//! Service resource - a monitored service owned by a team

use super::{RestCapability, check_one_of, known};
use beaconapi::Client;
use declarative::{
    Attr, AttributeTree, Diagnostics, ImportResolver, ModelAdapter, PlanPreserver, PrimaryKey,
    PrimaryKeyed, Reader, ResourceEngine, SharedResource, Writer, parse_import_key,
};
use scalar::RawJson;
use serde::{Deserialize, Serialize};
use std::collections::BTreeSet;
use std::sync::Arc;

pub const KIND: &str = "service";
const COLLECTION: &str = "services";

pub const TIERS: &[&str] = &["critical", "standard", "low"];
const DEFAULT_TIER: &str = "standard";

#[derive(Debug, Clone, PartialEq)]
pub struct Service {
    pub id: Attr<PrimaryKey>,
    pub name: Attr<String>,
    /// Owning team
    pub team_id: Attr<PrimaryKey>,
    pub tier: Attr<String>,
    pub tags: Attr<BTreeSet<String>>,
    /// Free-form document attached to the service
    pub metadata: Attr<RawJson>,
}

#[derive(Debug, Clone, PartialEq, Serialize)]
pub struct ServiceArg {
    pub name: String,
    pub team_id: PrimaryKey,
    pub tier: String,
    pub tags: BTreeSet<String>,
    pub metadata: RawJson,
}

#[derive(Debug, Clone, Deserialize)]
pub struct ServiceResult {
    pub id: PrimaryKey,
    pub name: String,
    pub team_id: PrimaryKey,
    pub tier: String,
    #[serde(default)]
    pub tags: BTreeSet<String>,
    #[serde(default = "RawJson::empty_object")]
    pub metadata: RawJson,
}

impl PrimaryKeyed for ServiceResult {
    fn primary_key(&self) -> PrimaryKey {
        self.id
    }
}

pub struct ServiceAdapter;

/// The server re-renders metadata; keep the document as the user wrote it
/// while it means the same thing.
struct KeepMetadataText;

impl PlanPreserver<Service> for KeepMetadataText {
    fn preserve_plan_values(&self, result: &Service, plan: &Service) -> Service {
        let metadata = match (&result.metadata, &plan.metadata) {
            (Attr::Known(observed), Attr::Known(planned)) if observed == planned => {
                plan.metadata.clone()
            }
            _ => result.metadata.clone(),
        };
        Service {
            metadata,
            ..result.clone()
        }
    }
}

impl ModelAdapter for ServiceAdapter {
    type Model = Service;
    type Arg = ServiceArg;
    type Result = ServiceResult;

    fn type_name(&self) -> &'static str {
        KIND
    }

    fn get(&self, tree: &AttributeTree) -> Result<Service, Diagnostics> {
        let mut r = Reader::new(tree);
        let model = Service {
            id: r.optional("id"),
            name: r.required("name"),
            team_id: r.required("team_id"),
            tier: r.optional("tier"),
            tags: r.optional("tags"),
            metadata: r.optional("metadata"),
        };
        let model = r.finish(model)?;
        check_one_of(&model.tier, "tier", TIERS)?;
        Ok(model)
    }

    fn encode(&self, model: &Service) -> AttributeTree {
        let mut w = Writer::new();
        w.set("id", &model.id)
            .set("name", &model.name)
            .set("team_id", &model.team_id)
            .set("tier", &model.tier)
            .set("tags", &model.tags)
            .set("metadata", &model.metadata);
        w.finish()
    }

    fn model_key(&self, model: &Service) -> Option<PrimaryKey> {
        model.id.known().copied()
    }

    fn to_api_argument(&self, model: &Service) -> anyhow::Result<ServiceArg> {
        Ok(ServiceArg {
            name: known(&model.name, "name")?,
            team_id: known(&model.team_id, "team_id")?,
            tier: model.tier.value_or(DEFAULT_TIER.to_string()),
            tags: model.tags.value_or(BTreeSet::new()),
            metadata: model.metadata.value_or(RawJson::empty_object()),
        })
    }

    fn from_api_result(&self, result: &ServiceResult) -> anyhow::Result<Service> {
        if !TIERS.contains(&result.tier.as_str()) {
            anyhow::bail!("service returned unknown tier {:?}", result.tier);
        }
        Ok(Service {
            id: Attr::Known(result.id),
            name: Attr::Known(result.name.clone()),
            team_id: Attr::Known(result.team_id),
            tier: Attr::Known(result.tier.clone()),
            tags: Attr::Known(result.tags.clone()),
            metadata: Attr::Known(result.metadata.clone()),
        })
    }

    fn stub_model(&self, key: PrimaryKey) -> Service {
        Service {
            id: Attr::Known(key),
            name: Attr::Null,
            team_id: Attr::Null,
            tier: Attr::Null,
            tags: Attr::Null,
            metadata: Attr::Null,
        }
    }

    fn plan_preserver(&self) -> Option<&dyn PlanPreserver<Service>> {
        Some(&KeepMetadataText)
    }

    fn import_resolver(&self) -> Option<&dyn ImportResolver<Service>> {
        Some(self)
    }
}

impl ImportResolver<Service> for ServiceAdapter {
    fn resolve_import(&self, id: &str) -> Result<Service, Diagnostics> {
        Ok(self.stub_model(parse_import_key(id)?))
    }
}

pub fn resource(client: Client) -> SharedResource {
    Arc::new(ResourceEngine::new(
        ServiceAdapter,
        RestCapability::<ServiceArg, ServiceResult>::new(client, COLLECTION),
    ))
}
//! Progress bar for batch execution

use crate::ui;
use declarative::{Address, ApplyResult, ProgressCallback};
use indicatif::{ProgressBar, ProgressDrawTarget, ProgressStyle};

const TEMPLATE: &str = "{spinner:.green} {prefix:.bold} [{bar:30.cyan/blue}] {pos}/{len} {msg}";

/// Reports executor progress on an indicatif bar.
///
/// Failures are printed above the bar as they arrive; everything else only
/// moves the bar.
pub struct BarProgress {
    label: &'static str,
    hidden: bool,
    bar: Option<ProgressBar>,
}

impl BarProgress {
    pub fn new(label: &'static str) -> Self {
        Self {
            label,
            hidden: false,
            bar: None,
        }
    }

    /// Never draw; used for `--quiet`
    pub fn hidden(label: &'static str) -> Self {
        Self {
            hidden: true,
            ..Self::new(label)
        }
    }

    fn style() -> ProgressStyle {
        ProgressStyle::default_bar()
            .template(TEMPLATE)
            .unwrap_or_else(|_| ProgressStyle::default_bar())
            .progress_chars("=>-")
    }
}

impl ProgressCallback for BarProgress {
    fn on_batch_start(&mut self, count: usize) {
        let bar = ProgressBar::new(count as u64);
        if self.hidden {
            bar.set_draw_target(ProgressDrawTarget::hidden());
        }
        bar.set_style(Self::style());
        bar.set_prefix(self.label);
        self.bar = Some(bar);
    }

    fn on_instance_start(&mut self, address: &Address) {
        if let Some(bar) = &self.bar {
            bar.set_message(address.to_string());
        }
    }

    fn on_instance_complete(&mut self, address: &Address, result: &ApplyResult) {
        let Some(bar) = &self.bar else {
            return;
        };
        if let ApplyResult::Failed { error } = result {
            bar.println(format!("  {} {address}: {error}", ui::result_symbol(result)));
        }
        bar.set_message(format!("{} {address}", ui::result_symbol(result)));
        bar.inc(1);
    }

    fn on_batch_complete(&mut self) {
        if let Some(bar) = self.bar.take() {
            bar.finish_and_clear();
        }
    }
}

#[cfg(test)]
mod tests {
    use super::*;

    #[test]
    fn test_hidden_bar_counts_instances() {
        let mut progress = BarProgress::hidden("Applying");
        progress.on_batch_start(2);
        let address = Address::new("team", "platform");
        progress.on_instance_start(&address);
        progress.on_instance_complete(&address, &ApplyResult::Created);
        progress.on_instance_complete(&address, &ApplyResult::Failed { error: "boom".into() });
        assert_eq!(progress.bar.as_ref().unwrap().position(), 2);

        progress.on_batch_complete();
        assert!(progress.bar.is_none());
    }

    #[test]
    fn test_completion_without_start_is_ignored() {
        let mut progress = BarProgress::hidden("Refreshing");
        progress.on_instance_complete(&Address::new("sla", "api"), &ApplyResult::NoChange);
        progress.on_batch_complete();
    }
}
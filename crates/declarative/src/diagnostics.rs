//! Diagnostics returned by engine operations.
//!
//! Engine operations never panic and never return a bare error: they return
//! a [`Diagnostics`] list that holds at most one fatal error plus any number
//! of warnings.

use crate::tree::AttributePath;
use std::fmt;

/// How serious a diagnostic is.
#[derive(Debug, Clone, Copy, PartialEq, Eq, Hash)]
pub enum Severity {
    Error,
    Warning,
}

/// Where in the pipeline a diagnostic originated.
#[derive(Debug, Clone, Copy, PartialEq, Eq, Hash)]
pub enum DiagnosticCategory {
    /// The attribute tree does not match the model shape.
    Decode,
    /// A scalar failed its grammar or range check.
    Validation,
    /// The remote call failed.
    Remote,
    /// An adapter conversion failed.
    Adapter,
    /// The operation was cancelled or ran out of time.
    Cancelled,
}

impl fmt::Display for DiagnosticCategory {
    fn fmt(&self, f: &mut fmt::Formatter<'_>) -> fmt::Result {
        let name = match self {
            Self::Decode => "decode",
            Self::Validation => "validation",
            Self::Remote => "remote",
            Self::Adapter => "adapter",
            Self::Cancelled => "cancelled",
        };
        f.write_str(name)
    }
}

#[derive(Debug, Clone, PartialEq, Eq)]
pub struct Diagnostic {
    pub severity: Severity,
    pub category: DiagnosticCategory,
    pub summary: String,
    pub detail: String,
    /// Offending attribute, when the problem is tied to one.
    pub path: Option<AttributePath>,
}

impl Diagnostic {
    pub fn error(
        category: DiagnosticCategory,
        summary: impl Into<String>,
        detail: impl Into<String>,
    ) -> Self {
        Self {
            severity: Severity::Error,
            category,
            summary: summary.into(),
            detail: detail.into(),
            path: None,
        }
    }

    pub fn warning(
        category: DiagnosticCategory,
        summary: impl Into<String>,
        detail: impl Into<String>,
    ) -> Self {
        Self {
            severity: Severity::Warning,
            ..Self::error(category, summary, detail)
        }
    }

    pub fn with_path(mut self, path: AttributePath) -> Self {
        self.path = Some(path);
        self
    }

    pub fn is_error(&self) -> bool {
        self.severity == Severity::Error
    }
}

impl fmt::Display for Diagnostic {
    fn fmt(&self, f: &mut fmt::Formatter<'_>) -> fmt::Result {
        let level = match self.severity {
            Severity::Error => "error",
            Severity::Warning => "warning",
        };
        write!(f, "{level}: {}", self.summary)?;
        if let Some(path) = &self.path {
            write!(f, " (at {path})")?;
        }
        if !self.detail.is_empty() {
            write!(f, ": {}", self.detail)?;
        }
        Ok(())
    }
}

/// An ordered list of diagnostics.
#[derive(Debug, Clone, Default, PartialEq, Eq)]
pub struct Diagnostics(Vec<Diagnostic>);

impl Diagnostics {
    pub fn new() -> Self {
        Self::default()
    }

    pub fn push(&mut self, diagnostic: Diagnostic) {
        self.0.push(diagnostic);
    }

    pub fn extend(&mut self, other: Self) {
        self.0.extend(other.0);
    }

    pub fn has_error(&self) -> bool {
        self.0.iter().any(Diagnostic::is_error)
    }

    pub fn first_error(&self) -> Option<&Diagnostic> {
        self.0.iter().find(|d| d.is_error())
    }

    pub fn warnings(&self) -> impl Iterator<Item = &Diagnostic> {
        self.0.iter().filter(|d| !d.is_error())
    }

    pub fn iter(&self) -> std::slice::Iter<'_, Diagnostic> {
        self.0.iter()
    }

    pub fn is_empty(&self) -> bool {
        self.0.is_empty()
    }

    pub fn len(&self) -> usize {
        self.0.len()
    }
}

impl From<Diagnostic> for Diagnostics {
    fn from(diagnostic: Diagnostic) -> Self {
        Self(vec![diagnostic])
    }
}

impl IntoIterator for Diagnostics {
    type Item = Diagnostic;
    type IntoIter = std::vec::IntoIter<Diagnostic>;

    fn into_iter(self) -> Self::IntoIter {
        self.0.into_iter()
    }
}

impl<'a> IntoIterator for &'a Diagnostics {
    type Item = &'a Diagnostic;
    type IntoIter = std::slice::Iter<'a, Diagnostic>;

    fn into_iter(self) -> Self::IntoIter {
        self.0.iter()
    }
}

impl fmt::Display for Diagnostics {
    fn fmt(&self, f: &mut fmt::Formatter<'_>) -> fmt::Result {
        for (i, diagnostic) in self.0.iter().enumerate() {
            if i > 0 {
                writeln!(f)?;
            }
            write!(f, "{diagnostic}")?;
        }
        Ok(())
    }
}
//! Error types for Beacon API calls.
//!
//! Errors are categorized to enable retry logic and appropriate user
//! feedback. HTTP failures keep their status code so callers can tell a
//! missing object from a rejected request.

use thiserror::Error;

/// Categories of API errors for retry logic.
#[derive(Debug, Clone, Copy, PartialEq, Eq)]
pub enum ErrorCategory {
    /// Transport-level failure (connection, DNS, TLS)
    Network,
    /// Request took longer than its timeout
    Timeout,
    /// Object does not exist (404)
    NotFound,
    /// Object state conflict (409)
    Conflict,
    /// Missing or rejected credentials (401, 403)
    Unauthorized,
    /// Request rejected as invalid (400, 422)
    Validation,
    /// Too many requests (429)
    RateLimited,
    /// Server-side failure (5xx)
    Server,
    /// Response body did not match the expected shape
    Decode,
    /// Stopped by cancellation or deadline
    Cancelled,
    /// Other/unknown errors
    Other,
}

impl ErrorCategory {
    /// Map an HTTP status code to a category.
    pub fn from_status(status: u16) -> Self {
        match status {
            404 => Self::NotFound,
            409 => Self::Conflict,
            401 | 403 => Self::Unauthorized,
            400 | 422 => Self::Validation,
            429 => Self::RateLimited,
            500..=599 => Self::Server,
            _ => Self::Other,
        }
    }

    /// Whether this error category is typically transient and worth retrying.
    pub fn is_retryable(&self) -> bool {
        matches!(self, Self::Network | Self::RateLimited | Self::Server)
    }

    /// Get a user-friendly description of this error category.
    pub fn description(&self) -> &'static str {
        match self {
            Self::Network => "Network connectivity issue",
            Self::Timeout => "Request timed out",
            Self::NotFound => "Object not found",
            Self::Conflict => "Conflicting object state",
            Self::Unauthorized => "Not authorized",
            Self::Validation => "Request rejected",
            Self::RateLimited => "Rate limited",
            Self::Server => "Server error",
            Self::Decode => "Unexpected response",
            Self::Cancelled => "Cancelled",
            Self::Other => "Unexpected error",
        }
    }

    /// Get actionable advice for resolving this error category.
    pub fn advice(&self) -> &'static str {
        match self {
            Self::Network => "Check the endpoint URL and your connection, then try again",
            Self::Timeout => "Increase the provider timeout or retry later",
            Self::NotFound => "Refresh state; the object may have been deleted outside beacon",
            Self::Conflict => "Another object already uses this name or the object is locked",
            Self::Unauthorized => "Check that the API token is set and has write access",
            Self::Validation => "Fix the attribute values reported by the server",
            Self::RateLimited => "Lower --jobs or wait before retrying",
            Self::Server => "The service is having trouble; retry later",
            Self::Decode => "The server response did not match this client; upgrade beacon",
            Self::Cancelled => "No action needed",
            Self::Other => "Check the error details for more information",
        }
    }
}

/// Errors that can occur during API calls.
#[derive(Debug, Error)]
pub enum Error {
    /// Transport-level error
    #[error("network error: {message}")]
    Network {
        /// Detailed error message from the failed network operation
        message: String,
    },

    /// The request timed out
    #[error("request timed out: {message}")]
    Timeout {
        /// Details from the HTTP client
        message: String,
    },

    /// The server answered with a non-success status
    #[error("HTTP {status}: {message}")]
    Http {
        /// Status code
        status: u16,
        /// Error message from the response body, or the raw body
        message: String,
    },

    /// A success response whose body did not decode
    #[error("cannot decode response: {message}")]
    Decode {
        /// Object id found in the raw body, if any
        id: Option<i64>,
        /// Decoder error
        message: String,
    },

    /// Stopped by the caller's cancel flag
    #[error("request cancelled")]
    Cancelled,

    /// The caller's deadline passed
    #[error("deadline exceeded")]
    DeadlineExceeded,

    /// Invalid client configuration
    #[error("invalid configuration: {0}")]
    Config(String),
}

impl Error {
    /// Build an error from a non-success response.
    ///
    /// The server reports `{"message": "..."}`; any other body is kept raw.
    pub fn from_response(status: u16, body: &str) -> Self {
        let message = serde_json::from_str::<serde_json::Value>(body)
            .ok()
            .and_then(|v| v.get("message").and_then(|m| m.as_str()).map(String::from))
            .unwrap_or_else(|| body.trim().to_string());
        Self::Http { status, message }
    }

    /// Get the error category for retry logic.
    pub fn category(&self) -> ErrorCategory {
        match self {
            Self::Network { .. } => ErrorCategory::Network,
            Self::Timeout { .. } => ErrorCategory::Timeout,
            Self::Http { status, .. } => ErrorCategory::from_status(*status),
            Self::Decode { .. } => ErrorCategory::Decode,
            Self::Cancelled | Self::DeadlineExceeded => ErrorCategory::Cancelled,
            Self::Config(_) => ErrorCategory::Other,
        }
    }

    /// Whether this error is typically transient and worth retrying.
    pub fn is_retryable(&self) -> bool {
        self.category().is_retryable()
    }

    pub fn is_not_found(&self) -> bool {
        self.category() == ErrorCategory::NotFound
    }

    /// HTTP status, when the server answered.
    pub fn status(&self) -> Option<u16> {
        match self {
            Self::Http { status, .. } => Some(*status),
            _ => None,
        }
    }
}

impl From<ureq::Error> for Error {
    fn from(err: ureq::Error) -> Self {
        match err {
            ureq::Error::StatusCode(status) => Self::Http {
                status,
                message: format!("HTTP {status}"),
            },
            timeout @ ureq::Error::Timeout(_) => Self::Timeout {
                message: timeout.to_string(),
            },
            other => Self::Network {
                message: other.to_string(),
            },
        }
    }
}

/// Result type for API calls.
pub type Result<T> = std::result::Result<T, Error>;

#[cfg(test)]
mod tests {
    use super::*;

    #[test]
    fn test_status_categories() {
        assert_eq!(ErrorCategory::from_status(404), ErrorCategory::NotFound);
        assert_eq!(ErrorCategory::from_status(409), ErrorCategory::Conflict);
        assert_eq!(ErrorCategory::from_status(401), ErrorCategory::Unauthorized);
        assert_eq!(ErrorCategory::from_status(403), ErrorCategory::Unauthorized);
        assert_eq!(ErrorCategory::from_status(400), ErrorCategory::Validation);
        assert_eq!(ErrorCategory::from_status(422), ErrorCategory::Validation);
        assert_eq!(ErrorCategory::from_status(429), ErrorCategory::RateLimited);
        assert_eq!(ErrorCategory::from_status(503), ErrorCategory::Server);
        assert_eq!(ErrorCategory::from_status(418), ErrorCategory::Other);
    }

    #[test]
    fn test_error_category_retryable() {
        assert!(ErrorCategory::Network.is_retryable());
        assert!(ErrorCategory::RateLimited.is_retryable());
        assert!(ErrorCategory::Server.is_retryable());
        assert!(!ErrorCategory::NotFound.is_retryable());
        assert!(!ErrorCategory::Validation.is_retryable());
        assert!(!ErrorCategory::Cancelled.is_retryable());
    }

    #[test]
    fn test_from_response_message() {
        let err = Error::from_response(422, r#"{"message": "name is required"}"#);
        assert_eq!(err.to_string(), "HTTP 422: name is required");
        assert_eq!(err.category(), ErrorCategory::Validation);
        assert_eq!(err.status(), Some(422));

        let err = Error::from_response(502, "bad gateway\n");
        assert_eq!(err.to_string(), "HTTP 502: bad gateway");
        assert!(err.is_retryable());
    }

    #[test]
    fn test_not_found() {
        assert!(Error::from_response(404, "").is_not_found());
        assert!(!Error::Cancelled.is_not_found());
    }
}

* How to complete this task
What is needed is an exact copy of the entries from their first line down to the line with "#[derive(Debug, Clone, PartialEq)]", that line included, and nothing beyond it.

* Output for this exercise
//! Service resource - a monitored service owned by a team

use super::{RestCapability, check_one_of, known};
use beaconapi::Client;
use declarative::{
    Attr, AttributeTree, Diagnostics, ImportResolver, ModelAdapter, PlanPreserver, PrimaryKey,
    PrimaryKeyed, Reader, ResourceEngine, SharedResource, Writer, parse_import_key,
};
use scalar::RawJson;
use serde::{Deserialize, Serialize};
use std::collections::BTreeSet;
use std::sync::Arc;

pub const KIND: &str = "service";
const COLLECTION: &str = "services";

pub const TIERS: &[&str] = &["critical", "standard", "low"];
const DEFAULT_TIER: &str = "standard";

#[derive(Debug, Clone, PartialEq)]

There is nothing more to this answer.